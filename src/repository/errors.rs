use diesel::r2d2::{Error as R2D2Error, PoolError};
use diesel::result::{DatabaseErrorKind, Error as DieselError};
use thiserror::Error;

#[derive(Debug, Error)]
pub enum RepositoryError {
    #[error("Entity not found")]
    NotFound,

    #[error("Database error: {0}")]
    DatabaseError(String),

    #[error("Validation error: {0}")]
    ValidationError(String),

    #[error("Connection error: {0}")]
    ConnectionError(String),

    #[error("Constraint violation: {0}")]
    ConstraintViolation(String),

    #[error("Unexpected error: {0}")]
    Unexpected(String),
}

pub type RepositoryResult<T> = Result<T, RepositoryError>;

fn constraint_label(kind: &DatabaseErrorKind) -> Option<&'static str> {
    match kind {
        DatabaseErrorKind::UniqueViolation => Some("Unique"),
        DatabaseErrorKind::ForeignKeyViolation => Some("Foreign key"),
        DatabaseErrorKind::NotNullViolation => Some("Not null"),
        DatabaseErrorKind::CheckViolation => Some("Check"),
        _ => None,
    }
}

impl From<DieselError> for RepositoryError {
    fn from(err: DieselError) -> Self {
        match err {
            DieselError::NotFound => RepositoryError::NotFound,

            DieselError::DatabaseError(kind, info) => {
                let message = info.message().to_string();
                match constraint_label(&kind) {
                    Some(label) => RepositoryError::ConstraintViolation(format!(
                        "{label} constraint violation: {message}"
                    )),
                    None => RepositoryError::DatabaseError(message),
                }
            }

            DieselError::SerializationError(e) => {
                RepositoryError::ValidationError(format!("Serialization error: {e}"))
            }

            DieselError::DeserializationError(e) => {
                RepositoryError::ValidationError(format!("Deserialization error: {e}"))
            }

            DieselError::QueryBuilderError(e) => {
                RepositoryError::ValidationError(format!("Query builder error: {e}"))
            }

            DieselError::RollbackTransaction
            | DieselError::AlreadyInTransaction
            | DieselError::NotInTransaction
            | DieselError::BrokenTransactionManager => {
                RepositoryError::DatabaseError(format!("Transaction error: {err}"))
            }

            _ => RepositoryError::Unexpected(format!("Unexpected diesel error: {err}")),
        }
    }
}

impl From<R2D2Error> for RepositoryError {
    fn from(err: R2D2Error) -> Self {
        RepositoryError::ConnectionError(err.to_string())
    }
}

impl From<PoolError> for RepositoryError {
    fn from(err: PoolError) -> Self {
        RepositoryError::ConnectionError(err.to_string())
    }
}
//! Domain aggregates exposed by the client registry service layer.

pub mod client;
pub mod types;
use diesel::prelude::*;
use diesel::sqlite::Sqlite;

use crate::{
    domain::{
        client::{Client, NewClient, UpdateClient},
        types::ClientId,
    },
    models::client::{
        Client as DbClient, NewClient as DbNewClient, UpdateClient as DbUpdateClient,
    },
    pagination::{Direction, Sort, SortField},
    repository::{
        ClientListQuery, ClientReader, ClientWriter, DieselRepository, Pagination,
        errors::{RepositoryError, RepositoryResult},
    },
    schema::clients,
};

type BoxedClients = clients::BoxedQuery<'static, Sqlite>;

/// Applies the filters of `query` to a fresh boxed selection.
fn filtered(query: &ClientListQuery) -> BoxedClients {
    let mut items = clients::table.into_boxed();
    if let Some(income) = query.income_greater_than {
        items = items.filter(clients::income.gt(income));
    }
    items
}

fn ordered(items: BoxedClients, sort: Sort) -> BoxedClients {
    let items = match (sort.field, sort.direction) {
        (SortField::Id, Direction::Asc) => items.order(clients::id.asc()),
        (SortField::Id, Direction::Desc) => items.order(clients::id.desc()),
        (SortField::Name, Direction::Asc) => items.order(clients::name.asc()),
        (SortField::Name, Direction::Desc) => items.order(clients::name.desc()),
        (SortField::Cpf, Direction::Asc) => items.order(clients::cpf.asc()),
        (SortField::Cpf, Direction::Desc) => items.order(clients::cpf.desc()),
        (SortField::Income, Direction::Asc) => items.order(clients::income.asc()),
        (SortField::Income, Direction::Desc) => items.order(clients::income.desc()),
        (SortField::BirthDate, Direction::Asc) => items.order(clients::birth_date.asc()),
        (SortField::BirthDate, Direction::Desc) => items.order(clients::birth_date.desc()),
        (SortField::Children, Direction::Asc) => items.order(clients::children.asc()),
        (SortField::Children, Direction::Desc) => items.order(clients::children.desc()),
    };
    // Ties fall back to insertion order so pages never overlap.
    items.then_order_by(clients::id.asc())
}

/// SQL `LIMIT`/`OFFSET` for a page, rejecting pages past the `i64` range.
fn limit_and_offset(pagination: &Pagination) -> RepositoryResult<(i64, i64)> {
    let out_of_range = || {
        RepositoryError::ValidationError(format!(
            "page {} of size {} is out of range",
            pagination.page, pagination.per_page
        ))
    };
    let limit = i64::try_from(pagination.per_page.max(1)).map_err(|_| out_of_range())?;
    let offset = i64::try_from(pagination.page)
        .ok()
        .and_then(|page| page.checked_mul(limit))
        .ok_or_else(out_of_range)?;
    Ok((limit, offset))
}

fn into_domain(db_client: DbClient) -> RepositoryResult<Client> {
    Client::try_from(db_client).map_err(RepositoryError::from)
}

impl ClientReader for DieselRepository {
    fn get_client_by_id(&self, id: ClientId) -> RepositoryResult<Option<Client>> {
        let mut conn = self.conn()?;
        let client = clients::table
            .find(id.get())
            .select(DbClient::as_select())
            .first::<DbClient>(&mut conn)
            .optional()?;

        client.map(into_domain).transpose()
    }

    fn list_clients(&self, query: ClientListQuery) -> RepositoryResult<(usize, Vec<Client>)> {
        let mut conn = self.conn()?;

        let total: i64 = filtered(&query).count().get_result(&mut conn)?;

        let mut items = ordered(filtered(&query), query.sort);
        if let Some(pagination) = &query.pagination {
            let (limit, offset) = limit_and_offset(pagination)?;
            items = items.limit(limit).offset(offset);
        }

        let clients = items
            .select(DbClient::as_select())
            .load::<DbClient>(&mut conn)?
            .into_iter()
            .map(into_domain)
            .collect::<RepositoryResult<Vec<Client>>>()?;

        Ok((total as usize, clients))
    }
}

impl ClientWriter for DieselRepository {
    fn create_client(&self, new_client: &NewClient) -> RepositoryResult<Client> {
        let mut conn = self.conn()?;
        let insertable: DbNewClient = new_client.into();

        let created = diesel::insert_into(clients::table)
            .values(&insertable)
            .returning(DbClient::as_returning())
            .get_result::<DbClient>(&mut conn)?;

        into_domain(created)
    }

    fn update_client(
        &self,
        client_id: ClientId,
        updates: &UpdateClient,
    ) -> RepositoryResult<Client> {
        let mut conn = self.conn()?;
        let db_updates: DbUpdateClient = updates.into();

        let updated = diesel::update(clients::table.find(client_id.get()))
            .set(&db_updates)
            .returning(DbClient::as_returning())
            .get_result::<DbClient>(&mut conn)?;

        into_domain(updated)
    }

    fn delete_client(&self, client_id: ClientId) -> RepositoryResult<()> {
        let mut conn = self.conn()?;

        let deleted = diesel::delete(clients::table.find(client_id.get())).execute(&mut conn)?;
        if deleted == 0 {
            return Err(RepositoryError::NotFound);
        }
        Ok(())
    }
}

+++

--- PROBLEM DESCRIPTION ---
Every line in the records that holds the word "ClientListQuery" should be copied into the answer.

--- TASK SOLUTION ---
        ClientListQuery, ClientReader, ClientWriter, DieselRepository, Pagination,
fn filtered(query: &ClientListQuery) -> BoxedClients {
    fn list_clients(&self, query: ClientListQuery) -> RepositoryResult<(usize, Vec<Client>)> {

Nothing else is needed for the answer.